By George Albert
The rally in the US markets gave bulls the strength to push the Indian market up. The Indian markets have been in a tight range for quite a few months waiting for direction.
In our column dated June 11, 2011, we had predicted a rally in the Indian markets as the S&P 500, a major US index that is followed globally, had fallen to a point from where it had to bounce. We had predicted that the S&P 500 futures contract would fall to 1237-1248 before bouncing. The index came to 1252 and stopped falling. After staying close to that level, the S&P 500 rallied, pulling the Indian and other indices up with it.
The time to go long in the Indian markets was when the S&P 500 was near the 1248 level. Going long now does not provide much of a profit margin and is fraught with the possibility of a selloff. One of the reasons for the rally in the US markets is the approach of the earnings season. For the past several quarters now, the markets have rallied before earnings. However, in the last quarter the market sold off after the earnings season.
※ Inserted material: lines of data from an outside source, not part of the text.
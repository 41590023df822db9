use serde::{Deserialize, Serialize};
use std::collections::BTreeMap;

/// Which resolver family handles a request
#[derive(Debug, Clone, Copy, PartialEq, Eq, Hash, Serialize, Deserialize)]
#[serde(rename_all = "kebab-case")]
pub enum SourceKind {
    LiveChannel,
    DirectMedia,
    ProxiedMedia,
    EpisodicExternal,
}

impl SourceKind {
    /// Media requests are served through the proxy whenever one is configured
    pub fn with_proxy(self, proxy_configured: bool) -> Self {
        match self {
            SourceKind::DirectMedia if proxy_configured => SourceKind::ProxiedMedia,
            SourceKind::ProxiedMedia if !proxy_configured => SourceKind::DirectMedia,
            other => other,
        }
    }

    pub fn as_str(&self) -> &'static str {
        match self {
            SourceKind::LiveChannel => "live-channel",
            SourceKind::DirectMedia => "direct-media",
            SourceKind::ProxiedMedia => "proxied-media",
            SourceKind::EpisodicExternal => "episodic-external",
        }
    }
}

impl std::fmt::Display for SourceKind {
    fn fmt(&self, f: &mut std::fmt::Formatter<'_>) -> std::fmt::Result {
        f.write_str(self.as_str())
    }
}

/// Content id namespace carried by the inbound identifier
#[derive(Debug, Clone, PartialEq, Eq)]
pub enum ContentId {
    Channel(String),
    Imdb(String),
    Tmdb(String),
    Kitsu(String),
    Mal(String),
}

impl ContentId {
    pub fn value(&self) -> &str {
        match self {
            ContentId::Channel(v)
            | ContentId::Imdb(v)
            | ContentId::Tmdb(v)
            | ContentId::Kitsu(v)
            | ContentId::Mal(v) => v,
        }
    }

    pub fn source_kind(&self) -> SourceKind {
        match self {
            ContentId::Channel(_) => SourceKind::LiveChannel,
            ContentId::Imdb(_) | ContentId::Tmdb(_) => SourceKind::DirectMedia,
            ContentId::Kitsu(_) | ContentId::Mal(_) => SourceKind::EpisodicExternal,
        }
    }
}

/// Parsed, immutable form of an inbound stream request
#[derive(Debug, Clone, PartialEq, Eq)]
pub struct ResolutionRequest {
    pub source_kind: SourceKind,
    pub content_id: ContentId,
    pub season: Option<u32>,
    pub episode: Option<u32>,
    pub is_movie: bool,
}

impl ResolutionRequest {
    /// `S{season}E{episode}` with the season defaulting to 1
    pub fn episode_label(&self) -> Option<String> {
        self.episode
            .map(|ep| format!("S{}E{}", self.season.unwrap_or(1), ep))
    }
}

/// Playback hints attached to a candidate
#[derive(Debug, Clone, Default, PartialEq, Serialize, Deserialize)]
#[serde(rename_all = "camelCase")]
pub struct BehaviorHints {
    #[serde(default, skip_serializing_if = "std::ops::Not::not")]
    pub not_web_ready: bool,
    #[serde(default, skip_serializing_if = "Option::is_none")]
    pub headers: Option<BTreeMap<String, String>>,
}

impl BehaviorHints {
    pub fn is_empty(&self) -> bool {
        !self.not_web_ready && self.headers.is_none()
    }
}

/// One playable option returned to the host
#[derive(Debug, Clone, PartialEq, Serialize, Deserialize)]
pub struct StreamCandidate {
    #[serde(rename = "name")]
    pub source_tag: String,
    pub title: String,
    pub url: String,
    #[serde(
        rename = "behaviorHints",
        default,
        skip_serializing_if = "BehaviorHints::is_empty"
    )]
    pub hints: BehaviorHints,
}

impl StreamCandidate {
    pub fn new(source_tag: &str, title: impl Into<String>, url: impl Into<String>) -> Self {
        Self {
            source_tag: source_tag.to_string(),
            title: title.into(),
            url: url.into(),
            hints: BehaviorHints::default(),
        }
    }

    pub fn with_header(mut self, name: &str, value: impl Into<String>) -> Self {
        self.hints
            .headers
            .get_or_insert_with(BTreeMap::new)
            .insert(name.to_string(), value.into());
        self
    }

    pub fn with_headers(mut self, headers: BTreeMap<String, String>) -> Self {
        if !headers.is_empty() {
            self.hints
                .headers
                .get_or_insert_with(BTreeMap::new)
                .extend(headers);
        }
        self
    }

    pub fn not_web_ready(mut self) -> Self {
        self.hints.not_web_ready = true;
        self
    }
}

/// Response body of the stream route
#[derive(Debug, Clone, Default, Serialize, Deserialize)]
pub struct StreamsResponse {
    pub streams: Vec<StreamCandidate>,
}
At this point there are several factors against going long. First, the Indian markets have rallied substantially. Second, the Sensex and Nifty are moving in a consolidation pattern called a symmetrical triangle: they are not giving a clear indication of future direction.
In a symmetrical triangle, price moves in a continuously narrowing range as buyers and sellers battle to give the market direction. The narrowing range forms a symmetrical triangle when the peaks and valleys in price are connected.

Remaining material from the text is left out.